**TASK TO CARRY OUT:** Every line of the material must be copied exactly, from the first to the last.

**SUPPLIED MATERIAL:**
[Start of section]
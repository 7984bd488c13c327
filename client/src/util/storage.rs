//! Browser localStorage persistence for the editor snapshot and theme.
//!
//! SYSTEM CONTEXT
//! ==============
//! Two independently keyed JSON records: the document snapshot and the theme
//! name. Read once at startup, overwritten on every change. Failures are
//! logged and otherwise ignored — the editor keeps its in-memory state.

use serde::Serialize;
use serde::de::DeserializeOwned;

use template::{Document, Theme};

const TEMPLATE_KEY: &str = "sitesmith_template";
const THEME_KEY: &str = "sitesmith_theme";

/// Load a JSON value from `localStorage` for `key`.
pub fn load_json<T: DeserializeOwned>(key: &str) -> Option<T> {
    #[cfg(feature = "hydrate")]
    {
        let storage = web_sys::window().and_then(|w| w.local_storage().ok().flatten())?;
        let raw = storage.get_item(key).ok().flatten()?;
        serde_json::from_str(&raw).ok()
    }
    #[cfg(not(feature = "hydrate"))]
    {
        let _ = key;
        None
    }
}

/// Save a JSON value to `localStorage` for `key`.
pub fn save_json<T: Serialize>(key: &str, value: &T) {
    #[cfg(feature = "hydrate")]
    {
        let Some(storage) = web_sys::window().and_then(|w| w.local_storage().ok().flatten()) else {
            log::warn!("localStorage unavailable; {key} not persisted");
            return;
        };
        let Ok(raw) = serde_json::to_string(value) else {
            return;
        };
        if storage.set_item(key, &raw).is_err() {
            log::warn!("failed to persist {key}");
        }
    }
    #[cfg(not(feature = "hydrate"))]
    {
        let _ = (key, value);
    }
}

/// Restore the persisted document snapshot, if any.
pub fn load_document() -> Option<Document> {
    load_json(TEMPLATE_KEY)
}

/// Persist the document snapshot.
pub fn save_document(doc: &Document) {
    save_json(TEMPLATE_KEY, doc);
}

/// Restore the persisted theme selection, if any.
pub fn load_theme() -> Option<Theme> {
    load_json(THEME_KEY)
}

/// Persist the theme selection.
pub fn save_theme(theme: Theme) {
    save_json(THEME_KEY, &theme);
}
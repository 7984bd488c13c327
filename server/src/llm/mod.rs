//! LLM — multi-provider adapter for template generation.
//!
//! DESIGN
//! ======
//! One outbound chat request per generation, no retries. The `LlmClient`
//! enum dispatches to Anthropic or `OpenAI` based on `LLM_PROVIDER`, with all
//! configuration coming from environment variables.

pub mod anthropic;
pub mod config;
pub mod openai;
pub mod types;

use config::{LlmConfig, LlmProviderKind};
pub use types::LlmChat;
use types::{ChatResponse, LlmError, Message};

// =============================================================================
// CLIENT DISPATCH
// =============================================================================

/// Concrete LLM client that dispatches to either Anthropic or OpenAI.
///
/// Configured from environment variables by [`LlmClient::from_env`].
pub struct LlmClient {
    inner: LlmProvider,
    model: String,
}

enum LlmProvider {
    Anthropic(anthropic::AnthropicClient),
    OpenAi(openai::OpenAiClient),
}

impl LlmClient {
    /// Build an LLM client from environment variables.
    ///
    /// See [`LlmConfig::from_env`] for the variable set.
    ///
    /// # Errors
    ///
    /// Returns an error if the API key is missing or the HTTP client fails.
    pub fn from_env() -> Result<Self, LlmError> {
        Self::from_config(LlmConfig::from_env()?)
    }

    /// Build an LLM client from a parsed typed config.
    ///
    /// # Errors
    ///
    /// Returns an error if the provider HTTP client fails to build.
    pub fn from_config(config: LlmConfig) -> Result<Self, LlmError> {
        let model = config.model.clone();
        let inner = match config.provider {
            LlmProviderKind::Anthropic => {
                LlmProvider::Anthropic(anthropic::AnthropicClient::new(config.api_key, config.timeouts)?)
            }
            LlmProviderKind::OpenAi => LlmProvider::OpenAi(openai::OpenAiClient::new(
                config.api_key,
                config.openai_mode,
                config.openai_base_url,
                config.timeouts,
            )?),
        };
        Ok(Self { inner, model })
    }

    /// Return the configured model name (e.g. `"claude-sonnet-4-5-20250929"`).
    #[must_use]
    pub fn model(&self) -> &str {
        &self.model
    }
}

#[async_trait::async_trait]
impl LlmChat for LlmClient {
    async fn chat(&self, max_tokens: u32, system: &str, messages: &[Message]) -> Result<ChatResponse, LlmError> {
        match &self.inner {
            LlmProvider::Anthropic(c) => c.chat(&self.model, max_tokens, system, messages).await,
            LlmProvider::OpenAi(c) => c.chat(&self.model, max_tokens, system, messages).await,
        }
    }
}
[End of section]
**ANSWER FOR THIS EXERCISE:**
repository 7984bd488c13c327
filename client/src/util/storage.rs
//! Browser localStorage persistence for the editor snapshot and theme.
//!
//! SYSTEM CONTEXT
//! ==============
//! Two independently keyed JSON records: the document snapshot and the theme
//! name. Read once at startup, overwritten on every change. Failures are
//! logged and otherwise ignored — the editor keeps its in-memory state.

use serde::Serialize;
use serde::de::DeserializeOwned;

use template::{Document, Theme};

const TEMPLATE_KEY: &str = "sitesmith_template";
const THEME_KEY: &str = "sitesmith_theme";

/// Load a JSON value from `localStorage` for `key`.
pub fn load_json<T: DeserializeOwned>(key: &str) -> Option<T> {
    #[cfg(feature = "hydrate")]
    {
        let storage = web_sys::window().and_then(|w| w.local_storage().ok().flatten())?;
        let raw = storage.get_item(key).ok().flatten()?;
        serde_json::from_str(&raw).ok()
    }
    #[cfg(not(feature = "hydrate"))]
    {
        let _ = key;
        None
    }
}

/// Save a JSON value to `localStorage` for `key`.
pub fn save_json<T: Serialize>(key: &str, value: &T) {
    #[cfg(feature = "hydrate")]
    {
        let Some(storage) = web_sys::window().and_then(|w| w.local_storage().ok().flatten()) else {
            log::warn!("localStorage unavailable; {key} not persisted");
            return;
        };
        let Ok(raw) = serde_json::to_string(value) else {
            return;
        };
        if storage.set_item(key, &raw).is_err() {
            log::warn!("failed to persist {key}");
        }
    }
    #[cfg(not(feature = "hydrate"))]
    {
        let _ = (key, value);
    }
}

/// Restore the persisted document snapshot, if any.
pub fn load_document() -> Option<Document> {
    load_json(TEMPLATE_KEY)
}

/// Persist the document snapshot.
pub fn save_document(doc: &Document) {
    save_json(TEMPLATE_KEY, doc);
}

/// Restore the persisted theme selection, if any.
pub fn load_theme() -> Option<Theme> {
    load_json(THEME_KEY)
}

/// Persist the theme selection.
pub fn save_theme(theme: Theme) {
    save_json(THEME_KEY, &theme);
}
repository 7984bd488c13c327
filename server/src/llm/mod.rs
//! LLM — multi-provider adapter for template generation.
//!
//! DESIGN
//! ======
//! One outbound chat request per generation, no retries. The `LlmClient`
//! enum dispatches to Anthropic or `OpenAI` based on `LLM_PROVIDER`, with all
//! configuration coming from environment variables.

pub mod anthropic;
pub mod config;
pub mod openai;
pub mod types;

use config::{LlmConfig, LlmProviderKind};
pub use types::LlmChat;
use types::{ChatResponse, LlmError, Message};

// =============================================================================
// CLIENT DISPATCH
// =============================================================================

/// Concrete LLM client that dispatches to either Anthropic or OpenAI.
///
/// Configured from environment variables by [`LlmClient::from_env`].
pub struct LlmClient {
    inner: LlmProvider,
    model: String,
}

enum LlmProvider {
    Anthropic(anthropic::AnthropicClient),
    OpenAi(openai::OpenAiClient),
}

impl LlmClient {
    /// Build an LLM client from environment variables.
    ///
    /// See [`LlmConfig::from_env`] for the variable set.
    ///
    /// # Errors
    ///
    /// Returns an error if the API key is missing or the HTTP client fails.
    pub fn from_env() -> Result<Self, LlmError> {
        Self::from_config(LlmConfig::from_env()?)
    }

    /// Build an LLM client from a parsed typed config.
    ///
    /// # Errors
    ///
    /// Returns an error if the provider HTTP client fails to build.
    pub fn from_config(config: LlmConfig) -> Result<Self, LlmError> {
        let model = config.model.clone();
        let inner = match config.provider {
            LlmProviderKind::Anthropic => {
                LlmProvider::Anthropic(anthropic::AnthropicClient::new(config.api_key, config.timeouts)?)
            }
            LlmProviderKind::OpenAi => LlmProvider::OpenAi(openai::OpenAiClient::new(
                config.api_key,
                config.openai_mode,
                config.openai_base_url,
                config.timeouts,
            )?),
        };
        Ok(Self { inner, model })
    }

    /// Return the configured model name (e.g. `"claude-sonnet-4-5-20250929"`).
    #[must_use]
    pub fn model(&self) -> &str {
        &self.model
    }
}

#[async_trait::async_trait]
impl LlmChat for LlmClient {
    async fn chat(&self, max_tokens: u32, system: &str, messages: &[Message]) -> Result<ChatResponse, LlmError> {
        match &self.inner {
            LlmProvider::Anthropic(c) => c.chat(&self.model, max_tokens, system, messages).await,
            LlmProvider::OpenAi(c) => c.chat(&self.model, max_tokens, system, messages).await,
        }
    }
}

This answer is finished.